What this task involves. Lines to restate from the data below: from the one containing "let h = ((height" to the one containing "let [r, g, b, _] = pixel.0;", both included. Give them again exactly, and only them.

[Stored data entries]

----------

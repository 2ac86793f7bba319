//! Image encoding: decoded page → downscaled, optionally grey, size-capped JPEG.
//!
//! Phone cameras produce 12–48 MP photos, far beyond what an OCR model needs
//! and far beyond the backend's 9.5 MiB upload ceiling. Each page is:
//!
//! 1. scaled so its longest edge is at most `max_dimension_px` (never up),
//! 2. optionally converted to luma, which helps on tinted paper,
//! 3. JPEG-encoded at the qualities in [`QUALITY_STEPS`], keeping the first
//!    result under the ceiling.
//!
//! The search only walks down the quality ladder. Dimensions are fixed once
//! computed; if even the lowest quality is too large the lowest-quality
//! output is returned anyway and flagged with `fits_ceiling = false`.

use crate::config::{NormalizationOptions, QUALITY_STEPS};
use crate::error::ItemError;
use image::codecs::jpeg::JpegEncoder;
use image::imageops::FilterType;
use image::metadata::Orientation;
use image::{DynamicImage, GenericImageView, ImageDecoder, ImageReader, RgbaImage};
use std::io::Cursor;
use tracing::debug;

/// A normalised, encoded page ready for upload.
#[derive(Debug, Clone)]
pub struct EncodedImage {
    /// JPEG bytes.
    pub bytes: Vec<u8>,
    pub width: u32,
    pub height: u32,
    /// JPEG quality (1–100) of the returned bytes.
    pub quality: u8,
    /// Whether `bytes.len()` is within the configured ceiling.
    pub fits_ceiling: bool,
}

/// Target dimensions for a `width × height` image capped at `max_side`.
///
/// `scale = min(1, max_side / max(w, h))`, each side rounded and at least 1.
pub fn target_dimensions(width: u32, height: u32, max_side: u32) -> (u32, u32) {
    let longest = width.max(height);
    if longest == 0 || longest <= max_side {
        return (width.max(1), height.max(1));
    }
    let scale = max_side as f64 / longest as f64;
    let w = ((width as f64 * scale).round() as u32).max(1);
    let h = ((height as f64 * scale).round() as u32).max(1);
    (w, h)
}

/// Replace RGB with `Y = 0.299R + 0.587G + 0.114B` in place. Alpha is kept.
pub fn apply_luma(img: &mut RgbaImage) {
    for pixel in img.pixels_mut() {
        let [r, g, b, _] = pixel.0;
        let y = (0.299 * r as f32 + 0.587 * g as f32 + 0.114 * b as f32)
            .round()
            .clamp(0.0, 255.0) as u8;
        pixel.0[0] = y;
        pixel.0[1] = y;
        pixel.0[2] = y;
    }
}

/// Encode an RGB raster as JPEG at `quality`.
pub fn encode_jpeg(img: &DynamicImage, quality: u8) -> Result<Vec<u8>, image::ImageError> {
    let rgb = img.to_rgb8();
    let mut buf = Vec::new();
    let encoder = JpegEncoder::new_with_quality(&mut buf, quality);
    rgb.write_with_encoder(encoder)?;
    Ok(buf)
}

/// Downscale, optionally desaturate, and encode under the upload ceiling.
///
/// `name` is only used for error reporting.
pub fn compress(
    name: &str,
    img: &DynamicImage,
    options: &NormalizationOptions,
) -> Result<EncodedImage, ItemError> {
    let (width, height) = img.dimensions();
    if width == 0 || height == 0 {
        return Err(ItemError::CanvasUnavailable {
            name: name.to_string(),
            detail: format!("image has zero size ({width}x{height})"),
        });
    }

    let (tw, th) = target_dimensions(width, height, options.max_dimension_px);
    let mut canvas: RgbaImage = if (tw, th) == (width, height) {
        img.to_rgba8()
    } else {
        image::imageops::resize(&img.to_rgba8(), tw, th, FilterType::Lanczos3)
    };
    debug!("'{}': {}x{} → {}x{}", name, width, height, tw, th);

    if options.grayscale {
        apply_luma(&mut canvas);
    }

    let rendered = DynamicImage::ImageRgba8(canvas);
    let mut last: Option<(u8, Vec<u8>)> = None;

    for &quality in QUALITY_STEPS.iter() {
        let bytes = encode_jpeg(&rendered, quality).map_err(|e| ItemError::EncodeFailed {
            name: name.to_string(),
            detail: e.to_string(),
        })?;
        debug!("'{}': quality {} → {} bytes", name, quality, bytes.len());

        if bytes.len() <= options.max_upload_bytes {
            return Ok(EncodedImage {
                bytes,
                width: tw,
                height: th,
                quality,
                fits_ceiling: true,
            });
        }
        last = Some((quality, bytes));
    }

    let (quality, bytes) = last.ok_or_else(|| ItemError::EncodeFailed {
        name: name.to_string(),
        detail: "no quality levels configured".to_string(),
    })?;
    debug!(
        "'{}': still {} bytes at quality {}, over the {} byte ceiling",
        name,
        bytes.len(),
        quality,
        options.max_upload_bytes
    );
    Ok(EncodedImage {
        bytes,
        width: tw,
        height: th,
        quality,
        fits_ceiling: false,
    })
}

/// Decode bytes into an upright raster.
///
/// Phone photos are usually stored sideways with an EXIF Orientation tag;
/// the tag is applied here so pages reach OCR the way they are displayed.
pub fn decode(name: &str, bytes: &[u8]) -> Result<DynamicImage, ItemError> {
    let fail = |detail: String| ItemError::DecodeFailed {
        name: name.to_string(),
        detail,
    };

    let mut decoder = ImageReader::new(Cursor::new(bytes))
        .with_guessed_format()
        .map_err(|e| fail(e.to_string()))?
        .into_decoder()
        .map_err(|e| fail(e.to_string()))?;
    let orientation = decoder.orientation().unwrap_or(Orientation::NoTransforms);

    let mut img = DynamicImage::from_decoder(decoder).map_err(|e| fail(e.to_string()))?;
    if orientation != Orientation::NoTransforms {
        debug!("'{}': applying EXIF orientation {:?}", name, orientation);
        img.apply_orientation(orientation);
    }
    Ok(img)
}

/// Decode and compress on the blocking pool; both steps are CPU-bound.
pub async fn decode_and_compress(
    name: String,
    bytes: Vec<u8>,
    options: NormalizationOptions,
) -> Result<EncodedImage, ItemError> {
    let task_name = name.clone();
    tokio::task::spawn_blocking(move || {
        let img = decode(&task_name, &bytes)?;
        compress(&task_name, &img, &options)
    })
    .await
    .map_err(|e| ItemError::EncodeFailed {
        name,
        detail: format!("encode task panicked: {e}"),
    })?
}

----------

Response to the exercise.
    let h = ((height as f64 * scale).round() as u32).max(1);
    (w, h)
}

/// Replace RGB with `Y = 0.299R + 0.587G + 0.114B` in place. Alpha is kept.
pub fn apply_luma(img: &mut RgbaImage) {
    for pixel in img.pixels_mut() {
        let [r, g, b, _] = pixel.0;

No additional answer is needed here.